Focus on gross margins for profitability


January 25, 2018

Editor’s Note: The following is an edited excerpt from Dan Gordon’s book, From Technician to CEO: The Evolution of a High-growth Pest Control and Lawn Care Company.

Illustration: ©

When you sell products, calculating your gross margin is easy. It’s the difference between how much you purchase a product for and how much you sell the product for, stated as a percentage. For example, if you sell a bait station for $30 and it cost you $18, your gross profit is $12, and your gross margin is 40 percent.

As I explained in my article, “Are you ready for 2018?”, this number is important because the total gross profit on all products sold initially is used to pay off overhead (fixed costs). Once overhead is paid off, also known as the breakeven point, you begin to make a profit at the rate of gross margin multiplied by the sales price of all items sold in excess of breakeven. The gross profit contributes to paying off fixed costs, and once paid off, the gross profit contributes to the net profit of the firm. This is why many accountants refer to gross margin as the contribution margin. This concept is known as breakeven analysis, and is one of the elementary cost control and pricing strategies taught at business schools.

As you increase or decrease selling prices while holding direct costs constant, your gross margin rises or falls. Therefore, your breakeven point in number of units to be sold decreases or increases based on selling price.

Applying to your business

OK, so this breakeven analysis is some powerful stuff, but you are in the pest management business and you offer a service, not a product. How do you make this calculation for a service, where no products are being sold? How do you calculate gross margin and breakeven point?

To employ gross margin as a key performance indicator (KPI) in a service business, we must define a unit of measure that we sell since we don’t sell products. In the pest business, we sell time — the time it takes to take care of the customer’s problem, as well as retreatment time as needed. If we define our unit of service as one hour, we can begin to calculate our direct cost (the cost to provide one hour of service before applying any fixed costs).

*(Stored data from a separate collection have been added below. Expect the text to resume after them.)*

use assert_cmd::prelude::*;
use std::fs;
use std::path::{Path, PathBuf};
use std::process::Command;

const PAGE: &str = r#"<html><body>
<a href="gradint.cgi?jsl=zh&amp;js=x">ni3 hao3</a>
<a href="gradint.cgi?jsl=zh-yue&amp;js=x">sin<sup>1</sup></a>
<a href="/elsewhere">ma1</a>
</body></html>
"#;

fn write_fixture(dir: &Path, name: &str, contents: &str) -> PathBuf {
    let path = dir.join(name);
    fs::write(&path, contents).expect("write fixture");
    path
}

fn cli() -> Command {
    Command::new(assert_cmd::cargo_bin!("tonemark-cli"))
}

fn stdout_of(cmd: &mut Command) -> String {
    let output = cmd.output().expect("run tonemark-cli");
    assert!(
        output.status.success(),
        "tonemark-cli failed: {}",
        String::from_utf8_lossy(&output.stderr)
    );
    String::from_utf8(output.stdout).expect("utf-8 stdout")
}

#[test]
fn forced_capabilities_rewrite_matching_links() {
    let tmp = tempfile::tempdir().expect("tempdir");
    let page = write_fixture(tmp.path(), "page.html", PAGE);

    let out = stdout_of(cli().args([
        "rewrite",
        "--pinyin",
        "on",
        "--superscript",
        "on",
        page.to_string_lossy().as_ref(),
    ]));
    assert!(out.contains(">nǐ hǎo</a>"), "{out}");
    assert!(out.contains(">sin¹</a>"), "{out}");
    assert!(out.contains(r#"<a href="/elsewhere">ma1</a>"#), "{out}");
    assert!(out.contains("font-family: FreeSerif"), "{out}");
}

#[test]
fn auto_without_fonts_leaves_the_document_alone() {
    let tmp = tempfile::tempdir().expect("tempdir");
    let page = write_fixture(tmp.path(), "page.html", PAGE);

    let out = stdout_of(cli().arg(page.to_string_lossy().as_ref()));
    assert_eq!(out, PAGE);
}

#[test]
fn each_capability_gates_its_own_links() {
    let tmp = tempfile::tempdir().expect("tempdir");
    let page = write_fixture(tmp.path(), "page.html", PAGE);

    let out = stdout_of(cli().args([
        "--pinyin",
        "on",
        "--superscript",
        "off",
        page.to_string_lossy().as_ref(),
    ]));
    assert!(out.contains(">nǐ hǎo</a>"), "{out}");
    assert!(out.contains(">sin<sup>1</sup></a>"), "{out}");
}

#[test]
fn out_flag_writes_file_and_report_goes_to_stderr() {
    let tmp = tempfile::tempdir().expect("tempdir");
    let page = write_fixture(tmp.path(), "page.html", PAGE);
    let out_path = tmp.path().join("out.html");

    let output = cli()
        .args([
            "--pinyin",
            "on",
            "--superscript",
            "on",
            "--report",
            "--out",
            out_path.to_string_lossy().as_ref(),
            page.to_string_lossy().as_ref(),
        ])
        .output()
        .expect("run tonemark-cli");
    assert!(output.status.success());
    assert!(output.stdout.is_empty());

    let written = fs::read_to_string(&out_path).expect("read output");
    assert!(written.contains(">sin¹</a>"));

    let stderr = String::from_utf8_lossy(&output.stderr);
    let report_line = stderr
        .lines()
        .find(|l| l.starts_with('{'))
        .expect("JSON report on stderr");
    let report: serde_json::Value = serde_json::from_str(report_line).expect("report JSON");
    assert_eq!(report["links"], 3);
    assert_eq!(report["mutations"].as_array().map(Vec::len), Some(2));
    assert_eq!(report["capabilities"]["pinyinDiacritics"], true);
}

#[test]
fn config_file_overrides_markers() {
    let tmp = tempfile::tempdir().expect("tempdir");
    let page = write_fixture(
        tmp.path(),
        "page.html",
        r#"<a href="/say?lang=cmn">ma3</a><a href="gradint.cgi?jsl=zh&amp;js=x">ma3</a>"#,
    );
    let config = write_fixture(
        tmp.path(),
        "tonemark.json",
        r#"{ "fontFamily": "serif", "markers": { "mandarin": "lang=cmn" } }"#,
    );

    let out = stdout_of(cli().args([
        "--config",
        config.to_string_lossy().as_ref(),
        "--pinyin",
        "on",
        page.to_string_lossy().as_ref(),
    ]));
    assert_eq!(
        out,
        r#"<a href="/say?lang=cmn" style="font-family: serif">mǎ</a><a href="gradint.cgi?jsl=zh&amp;js=x">ma3</a>"#
    );
}

#[test]
fn convert_applies_one_table() {
    let out = stdout_of(cli().args(["convert", "--mandarin", "ang1 Ai4"]));
    assert_eq!(out, "āng Ài\n");

    let out = stdout_of(cli().args(["convert", "--cantonese", "jyut<sup>6</sup>"]));
    assert_eq!(out, "jyut⁶\n");
}

#[test]
fn probe_without_fonts_reports_nothing_renderable() {
    let out = stdout_of(cli().arg("probe"));
    let caps: serde_json::Value = serde_json::from_str(out.trim()).expect("probe JSON");
    assert_eq!(
        caps,
        serde_json::json!({ "pinyinDiacritics": false, "superscriptDigits": false })
    );
}

#[test]
fn usage_errors_exit_with_code_2() {
    cli().args(["--pinyin", "maybe"]).assert().code(2);
    cli().args(["convert", "ni3"]).assert().code(2);
    cli().arg("--bogus").assert().code(2);
}

#[test]
fn unreadable_font_fails() {
    let tmp = tempfile::tempdir().expect("tempdir");
    let page = write_fixture(tmp.path(), "page.html", PAGE);
    let missing = tmp.path().join("missing.ttf");

    cli()
        .args([
            "--font",
            &format!("FreeSerif={}", missing.display()),
            page.to_string_lossy().as_ref(),
        ])
        .assert()
        .code(1);
}

fn dejavu_font_arg() -> String {
    format!(
        "DejaVu Sans={}/../tonemark-fonts/tests/fixtures/DejaVuSans.ttf",
        env!("CARGO_MANIFEST_DIR")
    )
}

#[test]
fn probe_with_a_real_font_follows_the_configured_stack() {
    let font = dejavu_font_arg();

    let out = stdout_of(cli().args(["probe", "--font", &font]));
    let caps: serde_json::Value = serde_json::from_str(out.trim()).expect("probe JSON");
    assert_eq!(
        caps,
        serde_json::json!({ "pinyinDiacritics": true, "superscriptDigits": true })
    );

    let out = stdout_of(cli().args(["probe", "--font", &font, "--font-family", "FreeSerif"]));
    let caps: serde_json::Value = serde_json::from_str(out.trim()).expect("probe JSON");
    assert_eq!(caps["pinyinDiacritics"], false);
    assert_eq!(caps["superscriptDigits"], false);
}

#[test]
fn font_family_flag_overrides_config() {
    let tmp = tempfile::tempdir().expect("tempdir");
    let page = write_fixture(
        tmp.path(),
        "page.html",
        r#"<a href="gradint.cgi?jsl=zh&amp;js=x">ma3</a>"#,
    );

    let out = stdout_of(cli().args([
        "--pinyin",
        "on",
        "--font-family",
        "DejaVu Sans, serif",
        page.to_string_lossy().as_ref(),
    ]));
    assert_eq!(
        out,
        r#"<a href="gradint.cgi?jsl=zh&amp;js=x" style="font-family: DejaVu Sans, serif">mǎ</a>"#
    );
}

#[test]
fn font_size_flag_is_validated() {
    cli().args(["probe", "--font-size", "big"]).assert().code(2);
    cli()
        .args(["probe", "--font", &dejavu_font_arg(), "--font-size", "0"])
        .assert()
        .code(1);
}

In pest management, we usually look for material cost of about 5 percent to 8 percent; technician labor to be about 20 percent to 22 percent; and other direct costs such as vehicle costs, workers’ compensation, uniforms, etc., to be about 20 percent. Taking these direct costs together, the most efficient companies have direct costs of about 45 percent to 50 percent, making their gross margins between 50 percent and 55 percent. By understanding the actual direct costs per hour, we can back into our selling price per hour while targeting the gross margin percentage of these most efficient companies.

For example, assume our direct costs are $50 per hour. A selling price of $100 per hour would yield a 50 percent gross margin. By contrast, a direct cost of $45 per hour with a selling price of $100 per hour would yield a 55 percent gross margin.

Performing breakeven analysis is fundamental to business success. By looking at selling price, direct costs, gross margins, fixed costs and net profit, you can determine whether you are making an adequate profit compared to your past results or others in the industry. If you’re not, is the problem pricing, direct costs associated with performing service, or costs to run the office?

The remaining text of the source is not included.